Start of Dataset records

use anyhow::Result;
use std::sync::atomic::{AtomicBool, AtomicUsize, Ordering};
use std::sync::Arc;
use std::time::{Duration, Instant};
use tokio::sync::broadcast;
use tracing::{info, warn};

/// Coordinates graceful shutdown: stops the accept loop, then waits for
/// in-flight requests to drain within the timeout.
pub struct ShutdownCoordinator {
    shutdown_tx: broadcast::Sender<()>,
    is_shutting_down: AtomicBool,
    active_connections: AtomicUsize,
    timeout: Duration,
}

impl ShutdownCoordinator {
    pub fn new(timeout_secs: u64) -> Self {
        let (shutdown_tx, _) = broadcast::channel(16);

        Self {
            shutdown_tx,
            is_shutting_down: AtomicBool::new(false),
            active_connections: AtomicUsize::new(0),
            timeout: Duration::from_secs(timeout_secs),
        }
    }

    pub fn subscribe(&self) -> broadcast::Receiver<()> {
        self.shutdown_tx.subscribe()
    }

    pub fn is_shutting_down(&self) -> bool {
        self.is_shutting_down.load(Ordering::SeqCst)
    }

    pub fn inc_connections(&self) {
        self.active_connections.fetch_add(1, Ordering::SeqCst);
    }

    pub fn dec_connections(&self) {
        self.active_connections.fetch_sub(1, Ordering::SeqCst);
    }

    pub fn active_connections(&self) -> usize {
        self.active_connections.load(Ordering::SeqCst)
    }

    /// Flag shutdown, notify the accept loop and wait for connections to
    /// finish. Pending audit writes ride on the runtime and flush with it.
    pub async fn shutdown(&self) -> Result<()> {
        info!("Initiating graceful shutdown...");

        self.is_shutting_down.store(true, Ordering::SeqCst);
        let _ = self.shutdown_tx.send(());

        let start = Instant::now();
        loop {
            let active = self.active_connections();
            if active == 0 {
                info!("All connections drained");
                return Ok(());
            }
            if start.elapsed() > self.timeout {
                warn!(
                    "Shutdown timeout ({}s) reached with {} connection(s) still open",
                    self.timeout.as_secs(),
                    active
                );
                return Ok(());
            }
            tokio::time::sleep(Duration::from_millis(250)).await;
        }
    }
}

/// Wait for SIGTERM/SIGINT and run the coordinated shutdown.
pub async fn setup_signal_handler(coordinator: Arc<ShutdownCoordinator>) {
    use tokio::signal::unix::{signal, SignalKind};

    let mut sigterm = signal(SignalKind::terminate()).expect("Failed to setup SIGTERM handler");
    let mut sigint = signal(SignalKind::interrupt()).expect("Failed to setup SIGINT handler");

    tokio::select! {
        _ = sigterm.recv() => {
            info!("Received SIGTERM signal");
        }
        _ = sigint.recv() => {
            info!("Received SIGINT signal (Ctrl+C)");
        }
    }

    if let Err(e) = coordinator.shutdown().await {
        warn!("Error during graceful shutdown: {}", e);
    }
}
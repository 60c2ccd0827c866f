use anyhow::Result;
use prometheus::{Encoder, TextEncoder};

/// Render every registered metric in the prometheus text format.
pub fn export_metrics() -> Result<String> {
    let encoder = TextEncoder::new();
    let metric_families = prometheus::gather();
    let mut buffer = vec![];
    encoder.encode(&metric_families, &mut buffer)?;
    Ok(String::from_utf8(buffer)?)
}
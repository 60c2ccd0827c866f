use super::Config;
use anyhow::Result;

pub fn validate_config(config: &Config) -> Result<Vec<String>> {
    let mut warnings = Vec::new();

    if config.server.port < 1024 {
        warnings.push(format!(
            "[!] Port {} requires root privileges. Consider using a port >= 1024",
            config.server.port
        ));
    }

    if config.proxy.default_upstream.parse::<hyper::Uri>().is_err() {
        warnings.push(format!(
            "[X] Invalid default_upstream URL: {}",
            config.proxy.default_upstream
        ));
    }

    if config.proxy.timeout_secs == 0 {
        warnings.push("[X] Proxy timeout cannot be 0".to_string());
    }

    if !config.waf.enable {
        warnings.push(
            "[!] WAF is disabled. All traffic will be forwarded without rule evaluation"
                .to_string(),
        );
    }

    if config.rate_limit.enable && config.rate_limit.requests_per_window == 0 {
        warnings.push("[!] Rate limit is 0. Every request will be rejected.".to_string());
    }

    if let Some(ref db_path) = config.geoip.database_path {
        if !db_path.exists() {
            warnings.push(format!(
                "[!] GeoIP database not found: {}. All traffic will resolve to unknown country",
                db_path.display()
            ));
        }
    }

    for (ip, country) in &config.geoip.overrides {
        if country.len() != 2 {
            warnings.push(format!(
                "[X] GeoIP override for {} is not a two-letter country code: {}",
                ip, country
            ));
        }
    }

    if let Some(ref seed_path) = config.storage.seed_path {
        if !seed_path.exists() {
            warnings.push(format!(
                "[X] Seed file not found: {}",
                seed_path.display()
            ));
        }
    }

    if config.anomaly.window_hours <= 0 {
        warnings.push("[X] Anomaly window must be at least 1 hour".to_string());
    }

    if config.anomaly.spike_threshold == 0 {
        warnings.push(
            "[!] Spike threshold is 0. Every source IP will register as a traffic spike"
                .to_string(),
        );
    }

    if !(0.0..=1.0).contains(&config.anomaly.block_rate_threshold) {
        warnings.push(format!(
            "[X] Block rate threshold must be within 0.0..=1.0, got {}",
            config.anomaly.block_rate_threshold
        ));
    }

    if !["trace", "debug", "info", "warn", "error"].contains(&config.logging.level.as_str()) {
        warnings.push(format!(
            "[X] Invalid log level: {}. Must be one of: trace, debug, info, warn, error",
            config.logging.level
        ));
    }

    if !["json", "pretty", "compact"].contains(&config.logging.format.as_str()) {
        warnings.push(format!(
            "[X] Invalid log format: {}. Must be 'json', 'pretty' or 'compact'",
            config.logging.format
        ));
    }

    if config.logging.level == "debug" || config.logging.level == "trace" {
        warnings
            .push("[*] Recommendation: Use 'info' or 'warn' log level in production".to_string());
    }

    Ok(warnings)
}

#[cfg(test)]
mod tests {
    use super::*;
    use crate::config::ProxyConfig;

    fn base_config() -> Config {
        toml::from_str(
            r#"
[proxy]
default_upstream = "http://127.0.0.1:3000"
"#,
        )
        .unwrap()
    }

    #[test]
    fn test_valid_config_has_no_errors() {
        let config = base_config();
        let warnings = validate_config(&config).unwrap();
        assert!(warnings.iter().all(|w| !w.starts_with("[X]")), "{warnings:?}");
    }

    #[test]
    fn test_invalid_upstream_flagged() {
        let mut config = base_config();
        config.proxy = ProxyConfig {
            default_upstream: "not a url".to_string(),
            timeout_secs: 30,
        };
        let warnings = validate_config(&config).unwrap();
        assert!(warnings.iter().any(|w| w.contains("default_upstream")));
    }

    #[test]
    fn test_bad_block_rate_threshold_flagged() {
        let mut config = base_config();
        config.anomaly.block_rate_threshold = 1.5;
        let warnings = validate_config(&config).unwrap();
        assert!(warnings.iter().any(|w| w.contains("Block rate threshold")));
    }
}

End of Dataset records

What to work on: Within the listing above, how many lines contain "prometheus"? Please respond with the number and nothing else.

Reply to the task: 3